=== Section Start ===

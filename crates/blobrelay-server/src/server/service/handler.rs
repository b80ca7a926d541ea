//! gRPC service implementation for the payload relay.
//!
//! This module defines [`RelayService`], the concrete implementation of the
//! [`BlobRelay`] gRPC service defined in the protobuf specification. Both
//! endpoints are bidirectional streams:
//!
//! - `Store` accepts base64-encoded payloads and acknowledges each one with a
//!   freshly assigned record id.
//! - `Retrieve` accepts record ids and streams back each stored payload, or a
//!   `not_found` response for ids that were never stored.
//!
//! ## Responsibilities
//!
//! - Admit calls through the [`CallTracker`], refusing them while draining.
//! - Open a [`CallScope`] per call and spawn its two pipeline stages.
//! - Keep the call registered until the scope has settled, so draining waits
//!   for every response to be handed to the transport.

use super::tracker::{CallGuard, CallTracker};
use crate::server::{
    config::ServerConfig,
    store::{IdGenerator, RecordStore, UuidV7Ids},
    streaming::{ingest, retrieve, scope::CallScope},
};
use blobrelay_core::proto::{
    RetrieveRequest, RetrieveResponse, StoreRequest, StoreResponse,
    blob_relay_server::{BlobRelay, BlobRelayServer},
};
use core::pin::Pin;
use std::sync::Arc;
use tokio::sync::mpsc;
use tokio_stream::{Stream, wrappers::ReceiverStream};
use tonic::{Request, Response, Status, Streaming, codec::CompressionEncoding};
use tracing::Instrument;

/// Relay service over a [`RecordStore`].
///
/// Cloning is cheap: clones share the store, the id generator and the call
/// tracker, so a clone can be kept outside the gRPC router to drive shutdown.
pub struct RelayService<S, G = UuidV7Ids> {
    config: ServerConfig,
    store: Arc<S>,
    ids: Arc<G>,
    tracker: Arc<CallTracker>,
}

impl<S, G> Clone for RelayService<S, G> {
    fn clone(&self) -> Self {
        Self {
            config: self.config.clone(),
            store: Arc::clone(&self.store),
            ids: Arc::clone(&self.ids),
            tracker: Arc::clone(&self.tracker),
        }
    }
}

impl<S: RecordStore> RelayService<S> {
    pub fn new(config: ServerConfig, store: Arc<S>) -> Self {
        Self::with_id_generator(config, store, Arc::new(UuidV7Ids))
    }
}

impl<S: RecordStore, G: IdGenerator> RelayService<S, G> {
    pub fn with_id_generator(config: ServerConfig, store: Arc<S>, ids: Arc<G>) -> Self {
        Self {
            config,
            store,
            ids,
            tracker: Arc::new(CallTracker::new()),
        }
    }

    pub fn record_store(&self) -> &Arc<S> {
        &self.store
    }

    pub fn inflight_calls(&self) -> usize {
        self.tracker.inflight()
    }

    /// Refuses new calls with `UNAVAILABLE`; running calls continue.
    pub fn begin_drain(&self) {
        self.tracker.begin_drain();
    }

    /// Cancels every in-flight call. Each one ends with `UNAVAILABLE` if its
    /// client is still listening.
    pub fn force_stop(&self) {
        self.tracker.force_stop();
    }

    /// Resolves once every admitted call has settled.
    pub async fn wait_idle(&self) {
        self.tracker.wait_idle().await;
    }

    fn open_scope(&self, method: &'static str) -> Result<(CallGuard, CallScope), Status> {
        let guard = self.tracker.admit(method)?;
        Ok((guard, CallScope::new(method, self.tracker.force_token())))
    }

    /// Drives `scope` to its outcome in the background. The guard is released
    /// only once the outcome has been reported.
    fn settle<T>(
        &self,
        guard: CallGuard,
        scope: CallScope,
        responses: mpsc::Sender<Result<T, Status>>,
    ) where
        T: Send + 'static,
    {
        let span = scope.span().clone();
        tokio::spawn(
            async move {
                scope.finish(responses).await;
                drop(guard);
            }
            .instrument(span),
        );
    }
}

#[tonic::async_trait]
impl<S: RecordStore, G: IdGenerator> BlobRelay for RelayService<S, G> {
    type StoreStream = Pin<Box<dyn Stream<Item = Result<StoreResponse, Status>> + Send>>;
    type RetrieveStream = Pin<Box<dyn Stream<Item = Result<RetrieveResponse, Status>> + Send>>;

    /// Handles a stream of payloads to persist.
    ///
    /// Each frame is decoded, stored under a fresh id, and acknowledged in
    /// request order. A malformed frame or a store failure ends the call with
    /// an error status after the acknowledgements already produced.
    async fn store(
        &self,
        req: Request<Streaming<StoreRequest>>,
    ) -> Result<Response<Self::StoreStream>, Status> {
        let (guard, mut scope) = self.open_scope("Store")?;
        let (resp_tx, resp_rx) = mpsc::channel(self.config.response_buffer_size);

        ingest::spawn(
            &mut scope,
            req.into_inner(),
            Arc::clone(&self.store),
            Arc::clone(&self.ids),
            resp_tx.clone(),
            self.config.handoff_capacity,
        );
        self.settle(guard, scope, resp_tx);

        Ok(Response::new(Box::pin(ReceiverStream::new(resp_rx))))
    }

    /// Handles a stream of record ids to fetch.
    ///
    /// Unknown ids produce a `not_found` response and the call continues; an
    /// empty or malformed id ends the call with `INVALID_ARGUMENT`.
    async fn retrieve(
        &self,
        req: Request<Streaming<RetrieveRequest>>,
    ) -> Result<Response<Self::RetrieveStream>, Status> {
        let (guard, mut scope) = self.open_scope("Retrieve")?;
        let (resp_tx, resp_rx) = mpsc::channel(self.config.response_buffer_size);

        retrieve::spawn(
            &mut scope,
            req.into_inner(),
            Arc::clone(&self.store),
            resp_tx.clone(),
            self.config.handoff_capacity,
        );
        self.settle(guard, scope, resp_tx);

        Ok(Response::new(Box::pin(ReceiverStream::new(resp_rx))))
    }
}

/// Wraps `service` in the generated server with compression and message size
/// limits applied.
pub fn build_relay_service<S, G>(
    service: RelayService<S, G>,
) -> BlobRelayServer<RelayService<S, G>>
where
    S: RecordStore,
    G: IdGenerator,
{
    let max_message_bytes = service.config.max_message_bytes;
    BlobRelayServer::new(service)
        .send_compressed(CompressionEncoding::Zstd)
        .send_compressed(CompressionEncoding::Gzip)
        .send_compressed(CompressionEncoding::Deflate)
        .accept_compressed(CompressionEncoding::Zstd)
        .accept_compressed(CompressionEncoding::Gzip)
        .accept_compressed(CompressionEncoding::Deflate)
        .max_decoding_message_size(max_message_bytes)
        .max_encoding_message_size(max_message_bytes)
}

=== Section End ===

▶ _DIRECTIONS FOR THIS TASK_
Where a line in the listing above includes the string "stored", copy that line.

▶ _RESULT OF THE TASK_
//! - `Retrieve` accepts record ids and streams back each stored payload, or a
//!   `not_found` response for ids that were never stored.
    /// Each frame is decoded, stored under a fresh id, and acknowledged in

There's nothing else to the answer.